POSTED: 12:38 p.m. EDT June 24, 2002
UPDATED: 2:06 p.m. EDT June 24, 2002

You have heard a lot about the White House West Wing where the official action takes place. But there is also the East Wing, the first lady's bailiwick and, as I see it, the human side of the White House.

A candid memoir by Mary Finch Hoyt, who was press secretary to former first lady Rosalynn Carter, reveals the highs and lows, the good times and the bad times of life at 1600 Pennsylvania Ave.

In her book "East Wing," Hoyt tells of confronting many challenges. The most poignant are the tragic losses of her loved ones. You feel her pain and admire her honesty.

During World War II, she lost her beloved brother Tom, whose plane was shot down over Bulgaria in 1944. That same year her husband of six months, Robert Gordon Swanson, an Army Air Corps flight instructor, was killed when his plane crashed while he was training a cadet over the Red River Valley along the Texas-Oklahoma border.

She later went through two divorces, and while she was working at the White House, she received the shocking news that her son Stephen Hoyt was lost at sea with his crew while on a sailing jaunt.

Before jumping on the Jimmy Carter bandwagon, she was the spokeswoman for two potential first ladies whose husbands' Democratic campaigns failed in 1972. She became a close friend of both women -- Jane Muskie, wife of Edmund Muskie of Maine, who lost in the primary, and Eleanor McGovern, wife of George McGovern of South Dakota, who won the Democratic nomination that year but lost to President Richard Nixon.

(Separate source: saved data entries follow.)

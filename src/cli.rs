use crate::{
    config::Config,
    engine::{Engine, python::PythonEngine},
    format::DocFormat,
    pipeline::{JobMode, JobRequest, Pipeline, default_output},
    policy::QualityTier,
    probe,
    progress::{CancelFlag, LogProgress, Progress, Silent},
    util::{fmt_mb, mb_to_bytes},
};
use anyhow::{Context, Result, anyhow, bail};
use clap::{Parser, Subcommand};
use std::path::{Path, PathBuf};
use tracing::{info, warn};
use tracing_appender::non_blocking::WorkerGuard;
use tracing_subscriber::{EnvFilter, Layer, layer::SubscriberExt, util::SubscriberInitExt};

#[derive(Parser, Debug)]
#[command(name = "pdf-zipper", version)]
#[command(about = "Compress PDF/PPTX files and convert between them, optionally to a target size")]
pub struct Args {
    #[command(subcommand)]
    pub cmd: Command,

    /// Path to config TOML. If omitted, uses ./pdf-zipper.toml if present, else defaults.
    #[arg(long)]
    pub config: Option<PathBuf>,

    /// Override log level (trace/debug/info/warn/error).
    #[arg(long)]
    pub log_level: Option<String>,
}

#[derive(Subcommand, Debug)]
pub enum Command {
    /// Check the rendering helper and office converter.
    Doctor {},
    /// Show format, size, page count and page size of a file.
    Info {
        #[arg(long)]
        input: PathBuf,
    },
    /// Compress a file. With --target-size the format is kept and the DPI is searched.
    Compress(JobArgs),
    /// Convert PDF to PPTX or PPTX to PDF.
    Convert(JobArgs),
}

#[derive(clap::Args, Debug)]
pub struct JobArgs {
    #[arg(long)]
    pub input: PathBuf,
    #[arg(long, short)]
    pub output: Option<PathBuf>,
    /// Rendering resolution for a single pass.
    #[arg(long, short)]
    pub dpi: Option<u32>,
    /// Target output size in MB; enables the resolution search.
    #[arg(long, short = 's')]
    pub target_size: Option<f64>,
    /// Narrows the searched resolutions: draft, standard or high.
    #[arg(long)]
    pub tier: Option<QualityTier>,
    /// Suppress progress output.
    #[arg(long, short)]
    pub quiet: bool,
}

pub fn dispatch(args: Args) -> Result<()> {
    let cfg = match resolve_config_path(args.config.as_deref()) {
        Some(path) => Config::load(&path)?,
        None => Config::default(),
    };
    let log_path = resolve_log_path(&cfg);
    let _guard = init_logging(&args, &cfg, log_path.as_deref())?;

    match &args.cmd {
        Command::Doctor {} => doctor(&cfg),
        Command::Info { input } => info_cmd(&cfg, input),
        Command::Compress(job) => {
            let req = compress_request(&cfg, job)?;
            run(&cfg, req, job.quiet)
        }
        Command::Convert(job) => {
            let req = convert_request(&cfg, job)?;
            run(&cfg, req, job.quiet)
        }
    }
}

fn resolve_config_path(user: Option<&Path>) -> Option<PathBuf> {
    if let Some(p) = user {
        return Some(p.to_path_buf());
    }
    let default = PathBuf::from("pdf-zipper.toml");
    default.exists().then_some(default)
}

fn init_logging(args: &Args, cfg: &Config, file_path: Option<&Path>) -> Result<Option<WorkerGuard>> {
    let level = args
        .log_level
        .as_deref()
        .unwrap_or(cfg.logging.level.as_str());

    let filter = EnvFilter::try_from_default_env().unwrap_or_else(|_| EnvFilter::new(level));

    let stdout_layer = if cfg.logging.json {
        tracing_subscriber::fmt::layer()
            .json()
            .with_target(true)
            .boxed()
    } else {
        tracing_subscriber::fmt::layer()
            .with_writer(std::io::stderr)
            .with_target(true)
            .boxed()
    };

    let (file_layer, guard) = if let Some(path) = file_path {
        let parent = path.parent().unwrap_or_else(|| Path::new("."));
        std::fs::create_dir_all(parent)
            .with_context(|| format!("create log dir: {}", parent.display()))?;
        let file = std::fs::File::create(path)
            .with_context(|| format!("create log file: {}", path.display()))?;
        let (non_blocking, guard) = tracing_appender::non_blocking(file);
        let layer = tracing_subscriber::fmt::layer()
            .with_writer(non_blocking)
            .with_ansi(false)
            .with_target(true)
            .boxed();
        (Some(layer), Some(guard))
    } else {
        (None, None)
    };

    tracing_subscriber::registry()
        .with(filter)
        .with(stdout_layer)
        .with(file_layer)
        .try_init()
        .map_err(|e| anyhow!("failed to init logging: {e}"))?;

    Ok(guard)
}

fn resolve_log_path(cfg: &Config) -> Option<PathBuf> {
    if !cfg.logging.write_to_file {
        return None;
    }
    if !cfg.logging.file_path.is_empty() {
        return Some(PathBuf::from(&cfg.logging.file_path));
    }
    Some(PathBuf::from(&cfg.paths.log_dir).join("pdf-zipper.log"))
}

fn doctor(cfg: &Config) -> Result<()> {
    let engine = PythonEngine::new(cfg)?;
    let diag = engine.doctor()?;
    println!("{}", serde_json::to_string_pretty(&diag)?);
    Ok(())
}

fn info_cmd(cfg: &Config, input: &Path) -> Result<()> {
    let engine = PythonEngine::new(cfg)?;
    let doc = probe::inspect(cfg, &engine, input)?;
    println!(
        "{}",
        serde_json::to_string_pretty(&serde_json::json!({
            "file": input,
            "format": doc.input.format.description(),
            "size": fmt_mb(doc.input.file_bytes),
            "size_bytes": doc.input.file_bytes,
            "pages": doc.info.page_count,
            "width_pt": doc.info.width_pt,
            "height_pt": doc.info.height_pt,
            "width_in": doc.info.width_pt / 72.0,
            "height_in": doc.info.height_pt / 72.0,
        }))?
    );
    Ok(())
}

fn target_bytes(mb: f64) -> Result<u64> {
    let bytes = mb_to_bytes(mb);
    if bytes == 0 {
        bail!("--target-size must be a positive number of MB, got {mb}");
    }
    Ok(bytes)
}

fn input_format(input: &Path) -> Result<DocFormat> {
    DocFormat::from_path(input).ok_or_else(|| {
        anyhow!(
            "unsupported file type: {} (supported: {})",
            input.display(),
            DocFormat::supported_list()
        )
    })
}

/// Target mode keeps the format; a plain PDF pass recompresses at a fixed DPI;
/// a plain PPTX pass converts it to PDF.
fn compress_request(cfg: &Config, a: &JobArgs) -> Result<JobRequest> {
    let source = input_format(&a.input)?;
    let (format, mode) = match (a.target_size, a.dpi, source) {
        (Some(mb), dpi, _) => {
            if dpi.is_some() {
                warn!("--dpi is ignored when --target-size is given");
            }
            (source, JobMode::Target { bytes: target_bytes(mb)? })
        }
        (None, dpi, DocFormat::Pdf) => (
            DocFormat::Pdf,
            JobMode::Fixed {
                dpi: dpi.unwrap_or(cfg.render.default_dpi),
            },
        ),
        (None, Some(dpi), DocFormat::Pptx) => (DocFormat::Pdf, JobMode::Fixed { dpi }),
        (None, None, DocFormat::Pptx) => (DocFormat::Pdf, JobMode::Direct),
    };
    Ok(request(a, format, mode))
}

fn convert_request(cfg: &Config, a: &JobArgs) -> Result<JobRequest> {
    let source = input_format(&a.input)?;
    let format = source.counterpart();
    let mode = match (a.target_size, a.dpi, source) {
        (Some(mb), _, _) => JobMode::Target { bytes: target_bytes(mb)? },
        (None, None, DocFormat::Pptx) => JobMode::Direct,
        (None, dpi, _) => JobMode::Fixed {
            dpi: dpi.unwrap_or(cfg.render.default_dpi),
        },
    };
    Ok(request(a, format, mode))
}

fn request(a: &JobArgs, format: DocFormat, mode: JobMode) -> JobRequest {
    JobRequest {
        input: a.input.clone(),
        output: a
            .output
            .clone()
            .unwrap_or_else(|| default_output(&a.input, format, mode)),
        format,
        mode,
        tier: a.tier,
    }
}

fn run(cfg: &Config, req: JobRequest, quiet: bool) -> Result<()> {
    let cancel = CancelFlag::new();
    {
        let cancel = cancel.clone();
        ctrlc::set_handler(move || cancel.cancel())
            .map_err(|e| anyhow!("failed to set Ctrl+C handler: {e}"))?;
    }

    let console = |msg: &str| eprintln!("{msg}");
    let progress: &dyn Progress = match (quiet, cfg.logging.json) {
        (true, _) => &Silent,
        (false, true) => &LogProgress,
        (false, false) => &console,
    };

    let engine = PythonEngine::new(cfg)?;
    let pipeline = Pipeline::new(cfg, engine);
    info!(
        "{} -> {} ({:?})",
        req.input.display(),
        req.output.display(),
        req.mode
    );
    let report = pipeline.run_job(&req, progress, &cancel)?;

    if cfg.global.print_summary {
        println!(
            "{}",
            serde_json::to_string_pretty(&serde_json::json!({
                "job_id": report.job_id,
                "output": report.output,
                "bytes": report.result.bytes,
                "dpi": report.result.dpi,
                "target_met": report.result.target_met,
                "status": "ok",
            }))?
        );
    }

    Ok(())
}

In the process, Hoyt learned a lot about politics and the press that served her well when the Carters lived in the White House from 1977 to 1981.

In the book, she recalls how probing reporters pounced when Rosalynn Carter attended Cabinet sessions and took notes at the behest of her husband. Hoyt found herself fending off questions about the first lady such as "Who elected HER?"

Rosalynn Carter gained a high profile, particularly when she was on an official assignment representing her husband in Latin America.

Hoyt describes how the first lady reacted after reading a column that implied she had become so prominent that the West Wing was trying to keep her quiet.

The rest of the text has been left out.